Author(s): Braden Warden, David Mefford
Mentor(s): Christopher Monson, Roger Gold
Institution SUU
This study investigated the timing of autoinducer release in relation to cell density for Pseudomonas aeruginosa, with a focus on elucidating quorum sensing mechanisms that drive virulence. An autoinducer is a signaling molecule released by bacteria to coordinate group behaviors, such as virulence, once a critical cell density is reached. Pseudomonas aeruginosa, the most common bacteria responsible for infections, is particularly known for its adaptability and pathogenicity in both clinical and environmental settings. Using the HPLC UV-vis, we analyzed cultured nutrient broth samples over a 48 hour period to chart the autoinducer release profile across different cell densities. Samples were consistently agitated to maximize growth while also limiting biofilm formation, filtered off, and extracted in preparation for analysis. A comparative approach with purchased standard chemicals were utilized to ensure accuracy in identifying the autoinducer, specifically N-butanoyl-L-homoserine lactone (C4-HSL).

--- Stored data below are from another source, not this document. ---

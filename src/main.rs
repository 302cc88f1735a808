//! Restify - cache-aware REST client
//!
//! CLI entry point that dispatches to subcommands.

use clap::Parser;
use console::style;
use restify::cli::{Cli, Commands};
use restify::config::ConfigManager;
use restify::error::RestifyResult;
use std::process::ExitCode;
use tracing::debug;
use tracing_subscriber::EnvFilter;

#[tokio::main]
async fn main() -> ExitCode {
    match run().await {
        Ok(()) => ExitCode::SUCCESS,
        Err(e) => {
            eprintln!("{} {}", style("Error:").red().bold(), e);
            if let Some(hint) = e.hint() {
                eprintln!("{} {}", style("Hint:").yellow(), hint);
            }
            ExitCode::FAILURE
        }
    }
}

async fn run() -> RestifyResult<()> {
    let cli = Cli::parse();

    let config_manager = match cli.config {
        Some(ref path) => ConfigManager::with_path(path.clone()),
        None => ConfigManager::new(),
    };
    let mut config = config_manager.load().await?;

    // 0 = warn, 1 = info, 2+ = debug; general.verbose counts as one level
    let level = cli.verbose.max(u8::from(config.general.verbose));
    let filter = match level {
        0 => EnvFilter::new("restify=warn"),
        1 => EnvFilter::new("restify=info"),
        _ => EnvFilter::new("restify=debug"),
    };

    let subscriber = tracing_subscriber::fmt()
        .with_env_filter(filter)
        .with_target(false)
        .with_writer(std::io::stderr);
    if config.general.log_format == "json" {
        subscriber.json().init();
    } else {
        subscriber.without_time().init();
    }

    debug!("Using config {}", config_manager.path().display());

    // Config commands edit the file as written, without the endpoint override
    if let Commands::Config(args) = cli.command {
        return restify::cli::commands::config(args, &config_manager, &config).await;
    }

    if let Some(endpoint) = cli.endpoint {
        config.client.endpoint = endpoint;
    }

    match cli.command {
        Commands::Get(args) => restify::cli::commands::get(args, &config).await,
        Commands::Post(args) => restify::cli::commands::post(args, &config).await,
        Commands::Put(args) => restify::cli::commands::put(args, &config).await,
        Commands::Delete(args) => restify::cli::commands::delete(args, &config).await,
        Commands::Find(args) => restify::cli::commands::find(args, &config).await,
        Commands::Cache(args) => restify::cli::commands::cache(args, &config).await,
        Commands::Config(_) => unreachable!("Config handled above"),
    }
}
//! Restify - cache-aware request orchestration
//!
//! Issues CRUD-style requests against a remote endpoint and reconciles
//! every response with a local, TTL-governed cache. Each request yields a
//! stream of zero, one or two responses followed by completion or an error.

pub mod cli;
pub mod client;
pub mod clock;
pub mod config;
pub mod error;
pub mod response;
pub mod storage;
pub mod transport;
pub mod ui;

pub use client::{
    Emission, Filter, Origin, RequestOptions, RequestOutcome, RequestStream, Restify,
    RestifyBuilder,
};
pub use clock::{Clock, ManualClock, SystemClock};
pub use error::{RestifyError, RestifyResult};
pub use response::{CacheEntry, Response};
pub use storage::{FileStorage, MemoryStorage, Storage};
pub use transport::{HttpTransport, Method, Transport};
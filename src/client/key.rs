//! Cache key resolution
//!
//! A key is either the caller's explicit override or a deterministic
//! function of endpoint, path and (when it participates in identity) the
//! request payload. Payloads are serialized canonically so that two
//! logically equal payloads always produce the same key, whatever order
//! their fields were inserted in.

use serde_json::Value;

/// Resolve the cache key for a request
pub fn resolve(
    explicit: Option<&str>,
    endpoint: &str,
    path: &str,
    payload: Option<&Value>,
) -> String {
    if let Some(key) = explicit.filter(|k| !k.is_empty()) {
        return key.to_string();
    }

    match payload {
        Some(payload) => format!("{}{}/{}", endpoint, path, stable_serialize(payload)),
        None => format!("{}{}", endpoint, path),
    }
}

/// Resolve the cache key for a single record write, folding in its id
pub fn resolve_record(explicit: Option<&str>, endpoint: &str, path: &str, id: &str) -> String {
    if let Some(key) = explicit.filter(|k| !k.is_empty()) {
        return key.to_string();
    }
    format!("{}{}{}", endpoint, path, id)
}

/// Compact JSON with object keys in sorted order
pub fn stable_serialize(value: &Value) -> String {
    let mut out = String::new();
    write_canonical(value, &mut out);
    out
}

fn write_canonical(value: &Value, out: &mut String) {
    match value {
        Value::Object(map) => {
            let mut keys: Vec<&String> = map.keys().collect();
            keys.sort();

            out.push('{');
            for (i, key) in keys.into_iter().enumerate() {
                if i > 0 {
                    out.push(',');
                }
                out.push_str(&Value::String(key.clone()).to_string());
                out.push(':');
                write_canonical(&map[key], out);
            }
            out.push('}');
        }
        Value::Array(items) => {
            out.push('[');
            for (i, item) in items.iter().enumerate() {
                if i > 0 {
                    out.push(',');
                }
                write_canonical(item, out);
            }
            out.push(']');
        }
        scalar => out.push_str(&scalar.to_string()),
    }
}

Under infectious conditions, this autoinducer influences the pathogen’s ability to cause apoptosis in host macrophages and neutrophils, resulting in cell death. Despite having a goal in quantifying these autoinducers over time, we were unsuccessful in determining autoinducers presence with an HPLC UV-vis process. Future research centered on determining virulence may utilize our processes with an edit towards the analytical detector instrument used. Literature theorizes the valuable insights into potential therapeutic interventions, enabling medical professionals to more effectively target Pseudomonas infections by blocking quorum sensing pathways. This research has the potential to address a critical gap by identifying the specific conditions under which Pseudomonas aeruginosa becomes virulent, offering new directions for future drug synthesis in bacterial infection management.